RBI has also advised banks to undertake customer education and awareness programme in multiple languages through different channels of communication to popularise their process of mobile banking registration/activation and its usage etc.

FIDD.GSSD.BC NO.44/09.10.001/2014-15 dated December 03, 2014

Withdrawal of all old series of Banknotes issued prior to 2005

RBI has extended the date for exchanging the pre-2005 banknotes to June 30, 2015. Further, RBI has advised to facilitate the exchange of such notes for full value without causing any inconvenience to the public, whatsoever. These notes will retain their legal tender status and the public can continue to use these for any transaction/ payment. RBI has instructed all banks to issue suitable instructions to all the branches to provide exchange facilities to members of public and to stop re-issue of the pre- 2005 series banknotes. RBI has also instructed to ensure that such notes are not dispensed through the ATMs/ over your counters. The methodology to be followed for dealing with the Pre-2005 series banknotes contained in earlier circulars remains unchanged.

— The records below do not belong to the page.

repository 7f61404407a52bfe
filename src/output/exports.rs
use anyhow::Result;
use std::io::Write;

use crate::cctray::{render_xml, Project};
use crate::config::OutputFormat;

use super::tables::render_table;

/// Exports the dashboard feed in the requested format.
///
/// - XML: the CCTray document dashboards poll
/// - JSON: programmatic access to the same projects
/// - Table: human-readable terminal view
pub fn export_projects(
    projects: &[Project],
    format: OutputFormat,
    pretty: bool,
    output: &mut dyn Write,
) -> Result<()> {
    match format {
        OutputFormat::Xml => export_xml(projects, pretty, output),
        OutputFormat::Json => export_json(projects, pretty, output),
        OutputFormat::Table => {
            writeln!(output, "{}", render_table(projects))?;
            Ok(())
        }
    }
}

fn export_xml(projects: &[Project], pretty: bool, output: &mut dyn Write) -> Result<()> {
    let xml = render_xml(projects, pretty)?;
    writeln!(output, "{xml}")?;
    Ok(())
}

fn export_json(projects: &[Project], pretty: bool, output: &mut dyn Write) -> Result<()> {
    let json = if pretty {
        serde_json::to_string_pretty(projects)?
    } else {
        serde_json::to_string(projects)?
    };
    writeln!(output, "{json}")?;
    Ok(())
}
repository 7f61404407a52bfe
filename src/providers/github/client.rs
use log::info;
use reqwest::header::{HeaderMap, HeaderValue, ACCEPT, USER_AGENT};
use serde::de::DeserializeOwned;

use crate::auth::Token;
use crate::config::Settings;
use crate::error::{CctrayError, Result};

use super::types::{
    GitHubJob, GitHubRepository, GitHubWorkflow, GitHubWorkflowRun, WorkflowJobsResponse,
    WorkflowRunsResponse, WorkflowsResponse,
};

/// GitHub REST API client scoped to one organisation.
pub struct GitHubClient {
    /// HTTP client
    client: reqwest::Client,
    /// Base URL for GitHub API, without a trailing slash
    base_url: String,
    /// Organisation owning the team and its repositories
    organisation: String,
    token: Token,
}

impl GitHubClient {
    /// Create a new GitHub API client.
    ///
    /// # Arguments
    ///
    /// * `base_url` - GitHub API base URL (e.g., "https://api.github.com")
    /// * `organisation` - Organisation owning the repositories
    /// * `token` - GitHub personal access token sent as a bearer credential
    ///
    /// # Errors
    ///
    /// Returns an error if the HTTP client cannot be constructed.
    pub fn new(base_url: &str, organisation: String, token: Token) -> Result<Self> {
        let mut headers = HeaderMap::new();
        headers.insert(
            USER_AGENT,
            HeaderValue::from_static(concat!(
                env!("CARGO_PKG_NAME"),
                "/",
                env!("CARGO_PKG_VERSION")
            )),
        );
        headers.insert(
            ACCEPT,
            HeaderValue::from_static("application/vnd.github+json"),
        );

        let client = reqwest::Client::builder()
            .default_headers(headers)
            .build()
            .map_err(|e| CctrayError::Config(format!("Failed to create HTTP client: {e}")))?;

        Ok(Self {
            client,
            base_url: base_url.trim_end_matches('/').to_string(),
            organisation,
            token,
        })
    }

    /// Build a client from resolved settings.
    pub fn from_settings(settings: &Settings) -> Result<Self> {
        Self::new(
            settings.base_url.as_str(),
            settings.organisation.clone(),
            settings.token.clone(),
        )
    }

    /// Issue an authenticated GET against `path` and decode the JSON body.
    ///
    /// Non-success statuses become [`CctrayError::Api`]; bodies that do not
    /// match `T` become [`CctrayError::Decode`].
    async fn get_json<T>(&self, path: &str, query: &[(&str, &str)]) -> Result<T>
    where
        T: DeserializeOwned,
    {
        let mut request = self.client.get(format!("{}{}", self.base_url, path));
        if !query.is_empty() {
            request = request.query(query);
        }
        let request = request.bearer_auth(self.token.as_str()).build()?;
        let url = request.url().to_string();

        info!("Requesting url: {url}");

        let response = self.client.execute(request).await?;
        let status = response.status();
        let body = response.text().await?;

        if !status.is_success() {
            return Err(CctrayError::Api {
                url,
                status: status.as_u16(),
                message: body,
            });
        }

        serde_json::from_str(&body).map_err(|source| CctrayError::Decode { url, source })
    }

    /// Repositories the team has access to, in API order.
    pub async fn list_team_repositories(&self, team: &str) -> Result<Vec<GitHubRepository>> {
        self.get_json(&format!("/orgs/{}/teams/{team}/repos", self.organisation), &[])
            .await
    }

    /// Workflow definitions of a repository.
    pub async fn list_workflows(&self, repo: &str) -> Result<Vec<GitHubWorkflow>> {
        let response: WorkflowsResponse = self
            .get_json(
                &format!("/repos/{}/{repo}/actions/workflows", self.organisation),
                &[],
            )
            .await?;

        Ok(response.workflows)
    }

    /// Most recent run of a workflow.
    ///
    /// # Errors
    ///
    /// Returns [`CctrayError::NoWorkflowRuns`] if the workflow has never run.
    pub async fn latest_workflow_run(
        &self,
        repo: &str,
        workflow_id: u64,
    ) -> Result<GitHubWorkflowRun> {
        let response: WorkflowRunsResponse = self
            .get_json(
                &format!(
                    "/repos/{}/{repo}/actions/workflows/{workflow_id}/runs",
                    self.organisation
                ),
                &[("page", "1"), ("per_page", "1")],
            )
            .await?;

        response
            .workflow_runs
            .into_iter()
            .next()
            .ok_or_else(|| CctrayError::NoWorkflowRuns {
                repo: repo.to_string(),
                workflow_id,
            })
    }

    /// Jobs of a workflow run.
    pub async fn list_run_jobs(&self, repo: &str, run_id: u64) -> Result<Vec<GitHubJob>> {
        let response: WorkflowJobsResponse = self
            .get_json(
                &format!("/repos/{}/{repo}/actions/runs/{run_id}/jobs", self.organisation),
                &[],
            )
            .await?;

        Ok(response.jobs)
    }
}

DCM(Plg) No.G-8 /3004/10.27.00/2014-15 dated December 31, 2014

Inter-Governmental Agreement (IGA) with United States of America (US)under Foreign Accounts Tax Compliance Act (FATCA)- Registration

RBI had issued guidelines for Registration of Inter-Governmental Agreement (IGA) with United States of America (US) under Foreign Accounts Tax Compliance Act (FATCA). Now, Government of India, has advised that to avoid withholding tax, Foreign Financial Institutions (FFIs) in Model 1 jurisdictions, such as India, need to register with IRS and obtain a Global Intermediary Identification Number (GIIN) before January 1, 2015. The FFIs who have registered but have not obtained a GIIN should indicate to the withholding agents that the GIIN is applied for, which may be verified by the withholding agents in 90 days. Accordingly, banks/ Financial Institutions may take action appropriately.

DBR.AML.No. 9644/14.07.018/2014-15 dated December 30, 2014

Foreign Exchange Management (Deposit) Regulations, 2000 - Exemption thereof

In terms of earlier FEMA Regulation, nothing contained in the regulations applies to the deposits held in accounts maintained with an authorised dealer by the United Nations Organisation and its subsidiary/affiliate bodies in India and its or their officials in India.

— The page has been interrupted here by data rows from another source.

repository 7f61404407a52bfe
mod github;

pub use github::GitHubProvider;
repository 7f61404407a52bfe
use thiserror::Error;

#[derive(Error, Debug)]
pub enum CctrayError {
    #[error("Invalid configuration: {0}")]
    Config(String),

    #[error("API request to {url} failed with status {status}: {message}")]
    Api {
        url: String,
        status: u16,
        message: String,
    },

    #[error("Failed to decode response from {url}: {source}")]
    Decode {
        url: String,
        #[source]
        source: serde_json::Error,
    },

    #[error("Workflow {workflow_id} in repository {repo} has no runs")]
    NoWorkflowRuns { repo: String, workflow_id: u64 },

    #[error("Network error: {0}")]
    Network(#[from] reqwest::Error),

    #[error("XML serialization error: {0}")]
    Xml(#[from] quick_xml::Error),

    #[error("Rendered output is not valid UTF-8: {0}")]
    Utf8(#[from] std::string::FromUtf8Error),
}

pub type Result<T> = std::result::Result<T, CctrayError>;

RBI has observed that Authorised Dealer banks are frequently coming across cases related to opening of accounts for multilateral organizations, of which India is a member nation. With the objective of bringing all the multilateral Organisations at par, for opening of accounts in India, RBI has reviewed the extant instructions and RBI has included in the exemptions deposits held in accounts maintained with an authorised

dealer by any multilateral organization of which India is a member nation, and its subsidiary/affiliate bodies in India, and its or their officials in India.

A.P. (DIR Series) Circular No.51dated December 17, 2014

Extension of RTGS time window

RBI has decided to advance RTGS business hours to 8:00 hours from 9.00 hours and extend closing time of RTGS to 20.00 hours on week days. RTGS business window will be open from 8.00 hours to 15.30 hours on Saturdays.

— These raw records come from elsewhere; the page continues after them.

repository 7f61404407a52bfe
//! Aggregated view of a team's most recent GitHub Actions activity.
//!
//! The collection pipeline builds these structures stage by stage: each stage
//! consumes the previous shape and produces a richer one, preserving the
//! order in which GitHub returned repositories, workflows and jobs.

use chrono::{DateTime, Utc};
use serde::{Deserialize, Serialize};

/// A repository together with the ids of its workflow definitions.
#[derive(Debug, Clone, PartialEq, Eq)]
pub struct RepositoryWorkflows {
    pub name: String,
    pub workflow_ids: Vec<u64>,
}

/// A workflow paired with the id of its most recent run.
#[derive(Debug, Clone, Copy, PartialEq, Eq)]
pub struct WorkflowRunRef {
    pub workflow_id: u64,
    pub run_id: u64,
}

/// A repository whose workflows have been resolved to their latest runs.
#[derive(Debug, Clone, PartialEq, Eq)]
pub struct RepositoryRuns {
    pub name: String,
    pub workflows: Vec<WorkflowRunRef>,
}

/// A fully collected repository.
#[derive(Debug, Clone, PartialEq, Eq, Serialize, Deserialize)]
pub struct Repository {
    pub name: String,
    pub workflows: Vec<Workflow>,
}

/// A workflow, its most recent run, and the jobs of that run.
#[derive(Debug, Clone, PartialEq, Eq, Serialize, Deserialize)]
pub struct Workflow {
    pub workflow_id: u64,
    pub run_id: u64,
    pub jobs: Vec<Job>,
}

/// The fields of a GitHub Actions job needed to render a dashboard entry.
///
/// Values are kept in GitHub's vocabulary; translation into CCTray terms
/// happens when the feed is rendered.
#[derive(Debug, Clone, PartialEq, Eq, Serialize, Deserialize)]
pub struct Job {
    pub name: String,
    /// `success`, `failure`, `cancelled`, ... or `None` while still running
    pub conclusion: Option<String>,
    /// `queued`, `in_progress`, `completed`, ...
    pub status: String,
    pub started_at: Option<DateTime<Utc>>,
    pub created_at: Option<DateTime<Utc>>,
    pub html_url: String,
    pub head_sha: String,
}

impl Job {
    /// Time the job last built: when it started, or when it was queued if it
    /// has not started yet.
    pub fn last_build_time(&self) -> Option<DateTime<Utc>> {
        self.started_at.or(self.created_at)
    }
}

impl RepositoryWorkflows {
    pub fn with_runs(self, workflows: Vec<WorkflowRunRef>) -> RepositoryRuns {
        RepositoryRuns {
            name: self.name,
            workflows,
        }
    }
}

impl RepositoryRuns {
    pub fn with_workflows(self, workflows: Vec<Workflow>) -> Repository {
        Repository {
            name: self.name,
            workflows,
        }
    }
}

impl WorkflowRunRef {
    pub fn with_jobs(self, jobs: Vec<Job>) -> Workflow {
        Workflow {
            workflow_id: self.workflow_id,
            run_id: self.run_id,
            jobs,
        }
    }
}

#[cfg(test)]
mod tests {
    use super::*;
    use chrono::TimeZone;

    fn job(started_at: Option<DateTime<Utc>>, created_at: Option<DateTime<Utc>>) -> Job {
        Job {
            name: "build".to_string(),
            conclusion: None,
            status: "queued".to_string(),
            started_at,
            created_at,
            html_url: "https://github.com/acme/api/actions/runs/1/job/2".to_string(),
            head_sha: "abcdef1234567".to_string(),
        }
    }

    #[test]
    fn test_last_build_time_prefers_start() {
        let created = Utc.with_ymd_and_hms(2024, 3, 1, 9, 59, 0).unwrap();
        let started = Utc.with_ymd_and_hms(2024, 3, 1, 10, 0, 0).unwrap();
        assert_eq!(
            job(Some(started), Some(created)).last_build_time(),
            Some(started)
        );
    }

    #[test]
    fn test_last_build_time_falls_back_to_creation() {
        let created = Utc.with_ymd_and_hms(2024, 3, 1, 9, 59, 0).unwrap();
        assert_eq!(job(None, Some(created)).last_build_time(), Some(created));
        assert_eq!(job(None, None).last_build_time(), None);
    }

    #[test]
    fn test_stage_transitions_keep_name_and_order() {
        let repo = RepositoryWorkflows {
            name: "api".to_string(),
            workflow_ids: vec![11, 12],
        };
        let runs = repo.with_runs(vec![
            WorkflowRunRef {
                workflow_id: 11,
                run_id: 101,
            },
            WorkflowRunRef {
                workflow_id: 12,
                run_id: 102,
            },
        ]);
        let workflows = runs
            .workflows
            .iter()
            .map(|run| run.with_jobs(vec![]))
            .collect();
        let repository = runs.with_workflows(workflows);

        assert_eq!(repository.name, "api");
        let ids: Vec<_> = repository
            .workflows
            .iter()
            .map(|w| (w.workflow_id, w.run_id))
            .collect();
        assert_eq!(ids, vec![(11, 101), (12, 102)]);
    }
}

DPSS (CO) RTGS No. 1064 / 04.04.002 / 2014-15 dated December 15, 2014.

White Label ATMs (WLAs) in India – Guidelines

Based on the review of the operations of White Label ATM (WLA) as well as representations received from the stakeholders, RBI has decided to -

a) allow WLAs to accept international credit/debit/prepaid cards. The cards issued under card payment network schemes (authorized under the PSS Act 2007) will be allowed for the purpose. The WLA operators (WLAO) have to ensure that they have established technical connectivity with the respective card network operators either directly or through their sponsor banks. However, in the case of cards issued under any other card scheme, the routing and settlement should take place based on the bilateral arrangement put in place by the existing authorized networks for such purpose.

b) permit the facility of Dynamic Currency Conversion (DCC) for the use of international cards at WLAs if the operator so decides to implement the DCC facility. The currency conversion rate will only be obtained from authorised dealer bank. WLAO will be restricted to converting the amount requested by the international cardholder (based on the DCC option selected by him) to his home currency using a Base Exchange Rate provided by the AD bank.

c) enable delinking cash supply from that of sponsor bank arrangements. WLAO may now tie up with other commercial banks for cash supply at WLAs. While the cash would be owned by the WLAO, the responsibility of ensuring the quality and genuineness of cash loaded at such WLAs would be that of the cash supplier bank. A suitable Service Level Agreements (SLA) may be drawn up between the WLAO and the cash supplier bank for adequate supply of genuine and good quality notes.

d) WLAOs who have been authorised under PSS Act 2007 and have commenced operations are required to intimate RBI regarding commencement of the services indicated in para (a), (b) and (c) above

DPSS.CO.PD. No. 1025/02.10.003/2014-2015 dated December 5, 2014.

Import of Gold (under 20: 80 Scheme) by Nominated Banks / Agencies / Entities

RBI had issued various circulars on Import of Gold (under 20: 80 Scheme) in consultation with Government of India. Now, RBI has withdrawn the 20:80 scheme and restrictions placed on import of gold. Accordingly, all instructions issued about the scheme from time to time starting with A.P.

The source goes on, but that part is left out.